Die vruchtbaarheid is een troostend teeken dat wij niet leven op grondslagen van onrecht, maar in eene gezonde organisatie, die in duizenderlei lijning zich zelven verruimt en verbeteren kan.
Bij ons in België, en vooral in Vlaamsch België, zijn de toestanden van nu tegen die van vroeger als de dag en de nacht.

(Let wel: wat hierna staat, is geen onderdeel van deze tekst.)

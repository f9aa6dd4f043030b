//! Administrative operations for members and the product catalog
//!
//! These never touch balances: a new member starts at zero points and only the ledger can
//! change that afterwards.

use std::{
    future::Future,
    pin::Pin,
    task::{Context, Poll},
};

use crate::{
    domain::{Member, Product, ProductChanges},
    ports::{catalog::CatalogPort, ledger::LedgerPort, member::MemberPort},
};
use rust_decimal::Decimal;
use serde::Deserialize;
use tower::Service;
use tracing::info;
use uuid::Uuid;

use super::{DomainLogic, Error};

type BoxFuture<T> = Pin<Box<dyn Future<Output = Result<T, Error>> + Send>>;

#[derive(Clone, Debug, Deserialize)]
pub struct RegisterMemberRequest {
    pub name: String,
    pub email: String,
    pub phone: Option<String>,
}

#[derive(Clone, Debug, Deserialize)]
pub struct AddProductRequest {
    pub name: String,
    pub description: Option<String>,
    pub price: Decimal,
    pub category: Option<String>,
}

#[derive(Clone, Debug, Deserialize)]
pub struct GetMemberRequest {
    pub member_id: Uuid,
}

#[derive(Clone, Debug, Default, Deserialize)]
pub struct ListMembersRequest {}

#[derive(Clone, Debug, Deserialize)]
pub struct GetProductRequest {
    pub product_id: Uuid,
}

#[derive(Clone, Debug, Default, Deserialize)]
pub struct ListProductsRequest {}

/// Edit of a catalog entry
///
/// Missing or blank fields keep their stored value.
#[derive(Clone, Debug, Deserialize)]
pub struct UpdateProductRequest {
    pub product_id: Uuid,
    pub name: Option<String>,
    pub description: Option<String>,
    pub price: Option<Decimal>,
    pub category: Option<String>,
}

/// Trimmed value of a required text field
fn required(field: &'static str, value: &str) -> Result<String, Error> {
    let value = value.trim();
    if value.is_empty() {
        return Err(Error::InvalidInput(format!("{field} is required").into()));
    }
    Ok(value.to_string())
}

fn validate_price(price: Decimal) -> Result<(), Error> {
    if price < Decimal::ZERO {
        return Err(Error::InvalidInput("price must be non-negative".into()));
    }
    Ok(())
}

/// Blank optional fields are stored as absent
fn optional(value: Option<String>) -> Option<String> {
    value
        .map(|value| value.trim().to_string())
        .filter(|value| !value.is_empty())
}

impl<L, M, C> Service<RegisterMemberRequest> for DomainLogic<L, M, C>
where
    L: LedgerPort + Send + Sync + 'static,
    M: MemberPort + Send + Sync + 'static,
    C: CatalogPort + Send + Sync + 'static,
{
    type Response = Member;
    type Error = Error;
    type Future = BoxFuture<Member>;

    fn poll_ready(&mut self, _cx: &mut Context<'_>) -> Poll<Result<(), Self::Error>> {
        Poll::Ready(Ok(()))
    }

    fn call(&mut self, req: RegisterMemberRequest) -> Self::Future {
        let member = self.member.clone();
        Box::pin(async move {
            let name = required("name", &req.name)?;
            let email = required("email", &req.email)?;
            let stored = member
                .create_member(Member::new(name, email, optional(req.phone)))
                .await?;
            info!(member_id = %stored.member_id, "Member registered");
            Ok(stored)
        })
    }
}

impl<L, M, C> Service<GetMemberRequest> for DomainLogic<L, M, C>
where
    L: LedgerPort + Send + Sync + 'static,
    M: MemberPort + Send + Sync + 'static,
    C: CatalogPort + Send + Sync + 'static,
{
    type Response = Member;
    type Error = Error;
    type Future = BoxFuture<Member>;

    fn poll_ready(&mut self, _cx: &mut Context<'_>) -> Poll<Result<(), Self::Error>> {
        Poll::Ready(Ok(()))
    }

    fn call(&mut self, req: GetMemberRequest) -> Self::Future {
        let member = self.member.clone();
        Box::pin(async move { Ok(member.get_member(req.member_id).await?) })
    }
}

impl<L, M, C> Service<AddProductRequest> for DomainLogic<L, M, C>
where
    L: LedgerPort + Send + Sync + 'static,
    M: MemberPort + Send + Sync + 'static,
    C: CatalogPort + Send + Sync + 'static,
{
    type Response = Product;
    type Error = Error;
    type Future = BoxFuture<Product>;

    fn poll_ready(&mut self, _cx: &mut Context<'_>) -> Poll<Result<(), Self::Error>> {
        Poll::Ready(Ok(()))
    }

    fn call(&mut self, req: AddProductRequest) -> Self::Future {
        let catalog = self.catalog.clone();
        Box::pin(async move {
            let name = required("name", &req.name)?;
            validate_price(req.price)?;
            let stored = catalog
                .create_product(Product::new(
                    name,
                    optional(req.description),
                    req.price,
                    optional(req.category),
                ))
                .await?;
            info!(product_id = %stored.product_id, price = %stored.price, "Product added");
            Ok(stored)
        })
    }
}

impl<L, M, C> Service<ListMembersRequest> for DomainLogic<L, M, C>
where
    L: LedgerPort + Send + Sync + 'static,
    M: MemberPort + Send + Sync + 'static,
    C: CatalogPort + Send + Sync + 'static,
{
    type Response = Vec<Member>;
    type Error = Error;
    type Future = BoxFuture<Vec<Member>>;

    fn poll_ready(&mut self, _cx: &mut Context<'_>) -> Poll<Result<(), Self::Error>> {
        Poll::Ready(Ok(()))
    }

    fn call(&mut self, _req: ListMembersRequest) -> Self::Future {
        let member = self.member.clone();
        Box::pin(async move { Ok(member.list_members().await?) })
    }
}

impl<L, M, C> Service<GetProductRequest> for DomainLogic<L, M, C>
where
    L: LedgerPort + Send + Sync + 'static,
    M: MemberPort + Send + Sync + 'static,
    C: CatalogPort + Send + Sync + 'static,
{
    type Response = Product;
    type Error = Error;
    type Future = BoxFuture<Product>;

    fn poll_ready(&mut self, _cx: &mut Context<'_>) -> Poll<Result<(), Self::Error>> {
        Poll::Ready(Ok(()))
    }

    fn call(&mut self, req: GetProductRequest) -> Self::Future {
        let catalog = self.catalog.clone();
        Box::pin(async move { Ok(catalog.get_product(req.product_id).await?) })
    }
}

impl<L, M, C> Service<ListProductsRequest> for DomainLogic<L, M, C>
where
    L: LedgerPort + Send + Sync + 'static,
    M: MemberPort + Send + Sync + 'static,
    C: CatalogPort + Send + Sync + 'static,
{
    type Response = Vec<Product>;
    type Error = Error;
    type Future = BoxFuture<Vec<Product>>;

    fn poll_ready(&mut self, _cx: &mut Context<'_>) -> Poll<Result<(), Self::Error>> {
        Poll::Ready(Ok(()))
    }

    fn call(&mut self, _req: ListProductsRequest) -> Self::Future {
        let catalog = self.catalog.clone();
        Box::pin(async move { Ok(catalog.list_products().await?) })
    }
}

impl<L, M, C> Service<UpdateProductRequest> for DomainLogic<L, M, C>
where
    L: LedgerPort + Send + Sync + 'static,
    M: MemberPort + Send + Sync + 'static,
    C: CatalogPort + Send + Sync + 'static,
{
    type Response = Product;
    type Error = Error;
    type Future = BoxFuture<Product>;

    fn poll_ready(&mut self, _cx: &mut Context<'_>) -> Poll<Result<(), Self::Error>> {
        Poll::Ready(Ok(()))
    }

    fn call(&mut self, req: UpdateProductRequest) -> Self::Future {
        let catalog = self.catalog.clone();
        Box::pin(async move {
            if let Some(price) = req.price {
                validate_price(price)?;
            }
            let changes = ProductChanges {
                name: optional(req.name),
                description: optional(req.description),
                price: req.price,
                category: optional(req.category),
            };
            let updated = catalog.update_product(req.product_id, changes).await?;
            info!(product_id = %updated.product_id, price = %updated.price, "Product updated");
            Ok(updated)
        })
    }
}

Om te voelen wat die ontwikkeling aan menschelijk geluk en menschelijken welstand beteekent, hoef ik in ons eigen land slechts terug te denken aan mijn studententijd! Ik herinner mij nog hoe ik eens een voetreisje langs onze Schelde ondernam, en in het land van Waas, te Zele, in het groote nijverheidsdorp, vertoefde. Hoe trof mij de ellende der arbeiders! Hoe schrok ik voor dat miserabele leven der oneindig lange werkdagen en der bitter lage loonen, der krotten als huizing en der schamele plunjes als kleedij! Terugkeerend weende ik langs den weg van woede en te huis gekomen zond ik een lang en bitter opstel naar het eenig demokratisch blad van dien tijd, ‘De Zweep’ van den goeden, vrijzinnigen Vlaming, vader Hoste, met het besluit: ‘Hier wordt een volk uitgehongerd en verrekeld. Dat kan en mag zoo niet blijven.’ (Langdurige toejuichingen).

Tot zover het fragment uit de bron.